Some ideas that Elyot clearly didn’t want to lose, and he’s written notes to himself. Like ‘Don’t forget the tomato sauce theme’.

And it’s really reassuring and exciting to see, as I suppose somebody who is right at the beginning of their journey with playwriting. Because I’m thinking I’ve got notebooks strewn with some of those sorts of notes and not as detailed as Kevin’s, and certainly not as many notebooks. Not yet. But there’s a familiarity to me in seeing those process notes to yourself and all these questions he’s asking of himself and of his characters and of his ideas. There’s lots of question marks in brackets.

And I think that’s something that really strikes me about the process of playwriting. Certainly for me, where I’m at right now with thinking about the play that I’ve pitched for this award that’s in its extreme infancy. And also, I suppose as you go through a process: that you’re always in conversation with yourself.

A little bit like I am in this audio diary. You’re always in conversation with yourself.

Asking yourself things, bucking yourself up. There’s some really encouraging notes that Kevin has written to himself where you can see there’s been a burst of enthusiasm about the project and he’s written:

Oh! ‘My Night with Reg could be a real event. I just need to write a really good play’. And find the right set of characters and there’s like 3 exclamation marks. And that burst of energy feels familiar to me too, as a creative.
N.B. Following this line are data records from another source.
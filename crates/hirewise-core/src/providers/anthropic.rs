//! Anthropic Claude provider

use async_trait::async_trait;
use reqwest::Client;
use serde::{Deserialize, Serialize};
use std::time::{Duration, Instant};
use tracing::debug;

use crate::error::{ProviderError, RegistryError};
use crate::types::{ChatRole, NormalizedResponse};

use super::types::{ProviderAdapter, ProviderDescriptor, ProviderRequest};

pub const DEFAULT_BASE_URL: &str = "https://api.anthropic.com";

/// Appended to the system prompt when the caller asked for JSON; the
/// messages API has no native JSON mode.
const JSON_DIRECTIVE: &str =
    "Respond with a single valid JSON object only. Do not wrap it in markdown or add commentary.";

/// Anthropic Claude provider
pub struct AnthropicAdapter {
    client: Client,
    api_key: String,
    base_url: String,
    model: String,
    max_tokens: u32,
}

impl std::fmt::Debug for AnthropicAdapter {
    fn fmt(&self, f: &mut std::fmt::Formatter<'_>) -> std::fmt::Result {
        f.debug_struct("AnthropicAdapter")
            .field("base_url", &self.base_url)
            .field("model", &self.model)
            .field("max_tokens", &self.max_tokens)
            .finish()
    }
}

impl AnthropicAdapter {
    pub fn new(
        api_key: String,
        model: String,
        base_url: String,
        max_tokens: u32,
    ) -> Result<Self, RegistryError> {
        let client = Client::builder()
            .connect_timeout(Duration::from_secs(10))
            .build()
            .map_err(|e| RegistryError::InvalidConfig {
                id: model.clone(),
                reason: format!("failed to build HTTP client: {}", e),
            })?;

        Ok(Self {
            client,
            api_key,
            base_url: base_url.trim_end_matches('/').to_string(),
            model,
            max_tokens,
        })
    }

    /// Convert the generic request to Anthropic wire format.
    ///
    /// System turns move to the top-level `system` field; consecutive turns
    /// with the same role are merged because the API requires alternation.
    fn to_anthropic_messages(request: &ProviderRequest) -> Vec<AnthropicMessage> {
        let mut result: Vec<AnthropicMessage> = Vec::new();
        for msg in request.conversation() {
            let role = match msg.role {
                ChatRole::Assistant => "assistant",
                ChatRole::User | ChatRole::System => "user",
            };
            match result.last_mut() {
                Some(last) if last.role == role => {
                    last.content.push_str("\n\n");
                    last.content.push_str(&msg.content);
                }
                _ => result.push(AnthropicMessage {
                    role: role.to_string(),
                    content: msg.content.clone(),
                }),
            }
        }
        result
    }

    fn system_for(request: &ProviderRequest) -> Option<String> {
        let system = request.system_prompt();
        if !request.response_format.is_json() {
            return system;
        }
        Some(match system {
            Some(s) => format!("{}\n\n{}", s, JSON_DIRECTIVE),
            None => JSON_DIRECTIVE.to_string(),
        })
    }

    fn build_body(&self, request: &ProviderRequest) -> serde_json::Value {
        let mut body = serde_json::json!({
            "model": self.model,
            "max_tokens": self.max_tokens,
            "temperature": request.temperature.min(1.0),
            "messages": Self::to_anthropic_messages(request),
        });
        if let Some(system) = Self::system_for(request) {
            body["system"] = serde_json::Value::String(system);
        }
        body
    }

    /// Concatenate text blocks from the Anthropic envelope
    fn from_anthropic_response(
        provider_id: &str,
        resp: AnthropicApiResponse,
    ) -> Result<(String, Option<u32>), ProviderError> {
        let text: String = resp
            .content
            .iter()
            .filter_map(|b| match b {
                AnthropicBlock::Text { text } => Some(text.as_str()),
                AnthropicBlock::Other => None,
            })
            .collect::<Vec<_>>()
            .join("");

        if text.trim().is_empty() {
            return Err(ProviderError::invalid_response(
                provider_id,
                format!("response had no text blocks (stop_reason={:?})", resp.stop_reason),
            ));
        }

        let tokens = resp.usage.map(|u| u.input_tokens + u.output_tokens);
        Ok((text, tokens))
    }
}

#[async_trait]
impl ProviderAdapter for AnthropicAdapter {
    fn kind(&self) -> &str {
        "anthropic"
    }

    fn model(&self) -> &str {
        &self.model
    }

    async fn execute(
        &self,
        request: &ProviderRequest,
        descriptor: &ProviderDescriptor,
    ) -> Result<NormalizedResponse, ProviderError> {
        let url = format!("{}/v1/messages", self.base_url);
        let body = self.build_body(request);
        let started = Instant::now();

        debug!(
            "Anthropic request: provider={}, model={}, messages={}",
            descriptor.id,
            self.model,
            request.messages.len()
        );

        let response = self
            .client
            .post(&url)
            .timeout(descriptor.timeout())
            .header("x-api-key", &self.api_key)
            .header("anthropic-version", "2023-06-01")
            .header("content-type", "application/json")
            .json(&body)
            .send()
            .await
            .map_err(|e| ProviderError::from_transport(&descriptor.id, &e))?;

        let status = response.status();
        if !status.is_success() {
            let error_text = response
                .text()
                .await
                .unwrap_or_else(|_| "Unknown error".to_string());
            // 529 is Anthropic's "overloaded" signal
            if status.as_u16() == 529 {
                return Err(ProviderError::new(
                    crate::error::ProviderErrorKind::RateLimited,
                    &descriptor.id,
                    format!("status {}: {}", status, error_text),
                ));
            }
            return Err(ProviderError::from_status(&descriptor.id, status, &error_text));
        }

        let api_response: AnthropicApiResponse = response
            .json()
            .await
            .map_err(|e| ProviderError::from_transport(&descriptor.id, &e))?;

        debug!(
            "Anthropic response: provider={}, blocks={}, stop_reason={:?}",
            descriptor.id,
            api_response.content.len(),
            api_response.stop_reason
        );

        let (text, tokens_used) = Self::from_anthropic_response(&descriptor.id, api_response)?;

        Ok(NormalizedResponse {
            text,
            provider_id: descriptor.id.clone(),
            latency_ms: started.elapsed().as_millis() as u64,
            tokens_used,
        })
    }
}

// ── Anthropic wire types ──

#[derive(Debug, Clone, Serialize, Deserialize)]
struct AnthropicMessage {
    role: String,
    content: String,
}

#[derive(Debug, Clone, Deserialize)]
#[serde(tag = "type", rename_all = "snake_case")]
enum AnthropicBlock {
    Text {
        text: String,
    },
    #[serde(other)]
    Other,
}

#[derive(Debug, Clone, Deserialize)]
struct AnthropicApiResponse {
    #[serde(default)]
    content: Vec<AnthropicBlock>,
    stop_reason: Option<String>,
    usage: Option<AnthropicUsage>,
}

#[derive(Debug, Clone, Deserialize)]
struct AnthropicUsage {
    input_tokens: u32,
    output_tokens: u32,
}
use anyhow::{Context, Result, bail};
use clap::{Parser, Subcommand};
use std::path::{Path, PathBuf};
use std::sync::Arc;
use tokio::io::{AsyncBufReadExt, AsyncWriteExt, BufReader};
use tokio_util::sync::CancellationToken;
use tracing::{debug, info, warn};
use tracing_subscriber::EnvFilter;

use hirewise_coach::{
    CareerCoach, CvProfile, INTERVIEW_FALLBACK_REPLY, InterviewCoach, InterviewMode, Market,
};
use hirewise_core::{
    AiRouter, ChatMessage, Complexity, GenerationRequest, ProviderOverride, ProviderRegistry,
    RouterError,
};

mod config;

use config::HirewiseConfig;

#[derive(Parser)]
#[command(name = "hirewise")]
#[command(version)]
#[command(about = "hirewise: CV analysis and interview practice over multiple AI providers")]
struct Cli {
    /// Path to config file
    #[arg(short, long, global = true)]
    config: Option<PathBuf>,

    /// Enable debug logging
    #[arg(short, long, global = true)]
    debug: bool,

    #[command(subcommand)]
    command: Commands,
}

#[derive(Subcommand)]
enum Commands {
    /// Initialize config directory and default config
    Init,

    /// Show current configuration (keys masked)
    Config,

    /// List registered providers and their capabilities
    Providers,

    /// Show the routes a caller would get, without calling any provider
    Route {
        /// Caller id; omitted means the default (premium) route
        #[arg(long)]
        caller: Option<String>,

        /// Complexity to plan a generation route for
        #[arg(long, default_value = "easy")]
        complexity: Complexity,

        /// Plan for a JSON-mode request
        #[arg(long)]
        json: bool,
    },

    /// Send a one-shot generation request through the router
    Generate {
        /// The prompt to send
        prompt: String,

        /// easy, medium or hard
        #[arg(long, default_value = "easy")]
        complexity: Complexity,

        /// Provider id to pin, or "auto"
        #[arg(long, default_value = "auto")]
        provider: ProviderOverride,

        /// Ask for a JSON object response
        #[arg(long)]
        json: bool,

        #[arg(long)]
        temperature: Option<f32>,

        /// System instruction
        #[arg(long)]
        system: Option<String>,

        #[arg(long)]
        caller: Option<String>,
    },

    /// Score a CV against a job description
    Analyze {
        /// File holding the CV text
        cv: PathBuf,
        /// File holding the job description
        jd: PathBuf,
        #[arg(long)]
        caller: Option<String>,
    },

    /// Rewrite weak CV bullets with the STAR method
    Rewrite {
        /// File holding the CV text
        cv: PathBuf,
    },

    /// Draft CV content for a target role
    CreateCv {
        #[arg(long)]
        role: String,

        /// USA, Europe, LatAm or Global
        #[arg(long, default_value = "Global")]
        market: Market,

        #[arg(long, default_value = "")]
        industry: String,

        /// Extra candidate facts as a JSON object
        #[arg(long)]
        data: Option<String>,
    },

    /// Run an interactive mock interview
    Interview {
        /// File holding the CV text
        cv: PathBuf,
        /// File holding the job description
        jd: PathBuf,

        /// hardcore or coach
        #[arg(long, default_value = "hardcore")]
        mode: InterviewMode,

        #[arg(long)]
        caller: Option<String>,
    },
}

#[tokio::main]
async fn main() -> Result<()> {
    let cli = Cli::parse();

    // Set up logging; RUST_LOG wins when set
    let filter = if cli.debug { "debug" } else { "info" };
    tracing_subscriber::fmt()
        .with_env_filter(EnvFilter::try_from_default_env().unwrap_or_else(|_| EnvFilter::new(filter)))
        .with_writer(std::io::stderr)
        .init();

    match cli.command {
        Commands::Init => cmd_init().await,
        Commands::Config => cmd_config(&cli.config).await,
        Commands::Providers => cmd_providers(&cli.config).await,
        Commands::Route {
            caller,
            complexity,
            json,
        } => cmd_route(&cli.config, caller.as_deref(), complexity, json).await,
        Commands::Generate {
            prompt,
            complexity,
            provider,
            json,
            temperature,
            system,
            caller,
        } => {
            let mut request = GenerationRequest::new(prompt)
                .with_complexity(complexity)
                .with_override(provider);
            if json {
                request = request.json();
            }
            if let Some(t) = temperature {
                request = request.with_temperature(t);
            }
            if let Some(s) = system {
                request = request.with_system_instruction(s);
            }
            if let Some(c) = caller {
                request = request.with_caller(c);
            }
            cmd_generate(&cli.config, request).await
        }
        Commands::Analyze { cv, jd, caller } => {
            cmd_analyze(&cli.config, &cv, &jd, caller.as_deref()).await
        }
        Commands::Rewrite { cv } => cmd_rewrite(&cli.config, &cv).await,
        Commands::CreateCv {
            role,
            market,
            industry,
            data,
        } => cmd_create_cv(&cli.config, role, market, industry, data.as_deref()).await,
        Commands::Interview {
            cv,
            jd,
            mode,
            caller,
        } => cmd_interview(&cli.config, &cv, &jd, mode, caller.as_deref()).await,
    }
}

/// Build the one router every command shares
fn build_router(cfg: &HirewiseConfig) -> Result<Arc<AiRouter>> {
    let router_config = cfg.router_config();
    let registry = ProviderRegistry::from_config(&router_config)
        .context("Failed to build provider registry")?;
    if registry.is_empty() {
        warn!("No providers are enabled; every request will fail with no provider available");
    }
    Ok(Arc::new(AiRouter::from_config(Arc::new(registry), &router_config)))
}

async fn read_input(path: &Path) -> Result<String> {
    tokio::fs::read_to_string(path)
        .await
        .with_context(|| format!("Failed to read {}", path.display()))
}

async fn cmd_init() -> Result<()> {
    let config_dir = config::config_dir();
    tokio::fs::create_dir_all(&config_dir)
        .await
        .with_context(|| format!("Failed to create config dir: {}", config_dir.display()))?;

    let config_path = config_dir.join("config.toml");
    if config_path.exists() {
        warn!("Config already exists at {}", config_path.display());
    } else {
        let default_config = include_str!("../../../config/default.toml");
        tokio::fs::write(&config_path, default_config).await?;

        #[cfg(unix)]
        {
            use std::os::unix::fs::PermissionsExt;
            tokio::fs::set_permissions(&config_path, std::fs::Permissions::from_mode(0o600))
                .await?;
        }
        info!("Created default config at {}", config_path.display());
    }

    println!("hirewise initialized at {}", config_dir.display());
    println!(
        "Export your provider API keys (OPENAI_API_KEY, ANTHROPIC_API_KEY, ...) or edit {}.",
        config_path.display()
    );
    Ok(())
}

async fn cmd_config(config_path: &Option<PathBuf>) -> Result<()> {
    let cfg = HirewiseConfig::load(config_path)?;
    println!("{}", toml::to_string_pretty(&cfg.redacted())?);
    Ok(())
}

async fn cmd_providers(config_path: &Option<PathBuf>) -> Result<()> {
    let cfg = HirewiseConfig::load(config_path)?;
    let router = build_router(&cfg)?;

    println!(
        "{:<12} {:<14} {:<6} {:<6} {:<6} {:>10} {:>9}",
        "ID", "KIND", "TIER", "JSON", "CHAT", "MAX_INPUT", "TIMEOUT"
    );
    for provider in router.registry().providers() {
        let d = &provider.descriptor;
        println!(
            "{:<12} {:<14} {:<6} {:<6} {:<6} {:>10} {:>8}s",
            d.id,
            provider.adapter.kind(),
            d.cost_tier.to_string(),
            d.supports_json_mode,
            d.supports_chat,
            d.max_input_tokens,
            d.timeout_ms / 1000
        );
    }
    Ok(())
}

async fn cmd_route(
    config_path: &Option<PathBuf>,
    caller: Option<&str>,
    complexity: Complexity,
    json: bool,
) -> Result<()> {
    let cfg = HirewiseConfig::load(config_path)?;
    let router = build_router(&cfg)?;

    let mut request = GenerationRequest::new("route preview").with_complexity(complexity);
    if json {
        request = request.json();
    }
    if let Some(c) = caller {
        request = request.with_caller(c);
    }

    let plan = router.plan(&request)?;
    let chat = router.get_route(caller);

    println!("caller tier: {}", router.caller_tier(caller));
    println!(
        "generate ({}{}): [{}]",
        complexity,
        if json { ", json" } else { "" },
        plan.providers.join(", ")
    );
    println!("chat session: [{}]", chat.providers.join(", "));
    Ok(())
}

async fn cmd_generate(config_path: &Option<PathBuf>, request: GenerationRequest) -> Result<()> {
    let cfg = HirewiseConfig::load(config_path)?;
    let router = build_router(&cfg)?;

    let cancel = CancellationToken::new();
    let on_signal = cancel.clone();
    tokio::spawn(async move {
        if tokio::signal::ctrl_c().await.is_ok() {
            on_signal.cancel();
        }
    });

    let response = router
        .route_request_cancellable(&request, &cancel)
        .await
        .context("Generation failed")?;

    info!(
        "Answered by {} in {}ms (tokens: {})",
        response.provider_id,
        response.latency_ms,
        response
            .tokens_used
            .map_or_else(|| "unknown".to_string(), |t| t.to_string())
    );
    println!("{}", response.text);
    Ok(())
}

async fn cmd_analyze(
    config_path: &Option<PathBuf>,
    cv: &Path,
    jd: &Path,
    caller: Option<&str>,
) -> Result<()> {
    let cfg = HirewiseConfig::load(config_path)?;
    let coach = CareerCoach::new(build_router(&cfg)?);

    let cv_text = read_input(cv).await?;
    let jd_text = read_input(jd).await?;
    let analysis = coach.analyze_cv(&cv_text, &jd_text, caller).await?;
    println!("{}", serde_json::to_string_pretty(&analysis)?);
    Ok(())
}

async fn cmd_rewrite(config_path: &Option<PathBuf>, cv: &Path) -> Result<()> {
    let cfg = HirewiseConfig::load(config_path)?;
    let coach = CareerCoach::new(build_router(&cfg)?);

    let cv_text = read_input(cv).await?;
    let rewrite = coach.rewrite_cv(&cv_text).await?;
    println!("{}", serde_json::to_string_pretty(&rewrite)?);
    Ok(())
}

async fn cmd_create_cv(
    config_path: &Option<PathBuf>,
    role: String,
    market: Market,
    industry: String,
    data: Option<&str>,
) -> Result<()> {
    let raw_data = match data {
        Some(raw) => serde_json::from_str(raw).context("--data must be a JSON object")?,
        None => serde_json::Value::Null,
    };
    if !(raw_data.is_object() || raw_data.is_null()) {
        bail!("--data must be a JSON object");
    }

    let cfg = HirewiseConfig::load(config_path)?;
    let coach = CareerCoach::new(build_router(&cfg)?);

    let profile = CvProfile {
        role,
        market,
        industry,
        raw_data,
    };
    let cv = coach.generate_cv(&profile).await;
    println!("{}", serde_json::to_string_pretty(&cv)?);
    Ok(())
}

async fn cmd_interview(
    config_path: &Option<PathBuf>,
    cv: &Path,
    jd: &Path,
    mode: InterviewMode,
    caller: Option<&str>,
) -> Result<()> {
    let cfg = HirewiseConfig::load(config_path)?;
    let coach = InterviewCoach::new(build_router(&cfg)?);

    let cv_text = read_input(cv).await?;
    let jd_text = read_input(jd).await?;
    let session = coach.start_session(caller, &cv_text, &jd_text, mode);
    if session.route().is_empty() {
        bail!("No provider can serve interview chat for this caller");
    }
    debug!("Interview pinned to [{}]", session.route().providers.join(", "));

    println!("Mock interview ({} mode). Type 'exit' or press Ctrl-C to finish.\n", mode);

    let cancel = CancellationToken::new();
    let on_signal = cancel.clone();
    tokio::spawn(async move {
        if tokio::signal::ctrl_c().await.is_ok() {
            on_signal.cancel();
        }
    });

    let mut history: Vec<ChatMessage> = Vec::new();
    let mut lines = BufReader::new(tokio::io::stdin()).lines();
    let mut stdout = tokio::io::stdout();

    'session: loop {
        let reply = match session.try_reply_cancellable(&history, &cancel).await {
            Ok(response) => response.text,
            Err(RouterError::Cancelled) => break 'session,
            Err(e) => {
                warn!("Interview reply failed: {}", e);
                INTERVIEW_FALLBACK_REPLY.to_string()
            }
        };
        println!("Alex: {}\n", reply);
        history.push(ChatMessage::assistant(reply));

        let answer = loop {
            stdout.write_all(b"> ").await?;
            stdout.flush().await?;
            let next = tokio::select! {
                biased;
                _ = cancel.cancelled() => break 'session,
                next = lines.next_line() => next?,
            };
            let Some(line) = next else {
                break 'session;
            };
            let line = line.trim().to_string();
            if !line.is_empty() {
                break line;
            }
        };
        if matches!(answer.as_str(), "exit" | "quit") {
            break;
        }
        history.push(ChatMessage::user(answer));
    }

    println!("\nInterview finished after {} turn(s).", history.len());
    Ok(())
}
The moments when you get really behind yourself and really fired up and then other moments where you start to lose the plot and wonder if you have anything to say at all.

And that also came up in these notebooks. At one point, Elyot had scribbled down an idea for a play that was about a writer who actually had absolutely nothing to say.

And wow, that sort of stopped me in my tracks. Because isn’t that every playwright’s greatest fear that actually, we have nothing of interest to say?

So of course we don’t know, but I wonder if Elyot came up with that idea in one of those moments, or reflecting on those moments in the creative process, where you really doubt yourself as well.

———

And that’s it. I’m back outside the Theatre Collection, standing on the chilly streets, looking over at the very lovely Greek bakery. Looks very tempting.

First day of my residency through the Kevin Elyot Award, done!

Those questions that Elyot asked himself. All of these question marks at the end of sentences and what ifs. I’ve noticed he does a lot of writing out of ‘what if’ kind of paragraphs, of just ‘what if this is the through line?’

‘What if the dishy guy is somebody they never meet?’ Question mark.

Just as he’s scribbling to himself.

And already it’s really made me want to just go and write my own questions of my own characters, my own sort of ‘what if’ paragraphs. So I think that’s what I’m going to do now. I will pop across the road, maybe treat myself to a hot chocolate from the Greek bakery, and do some writing.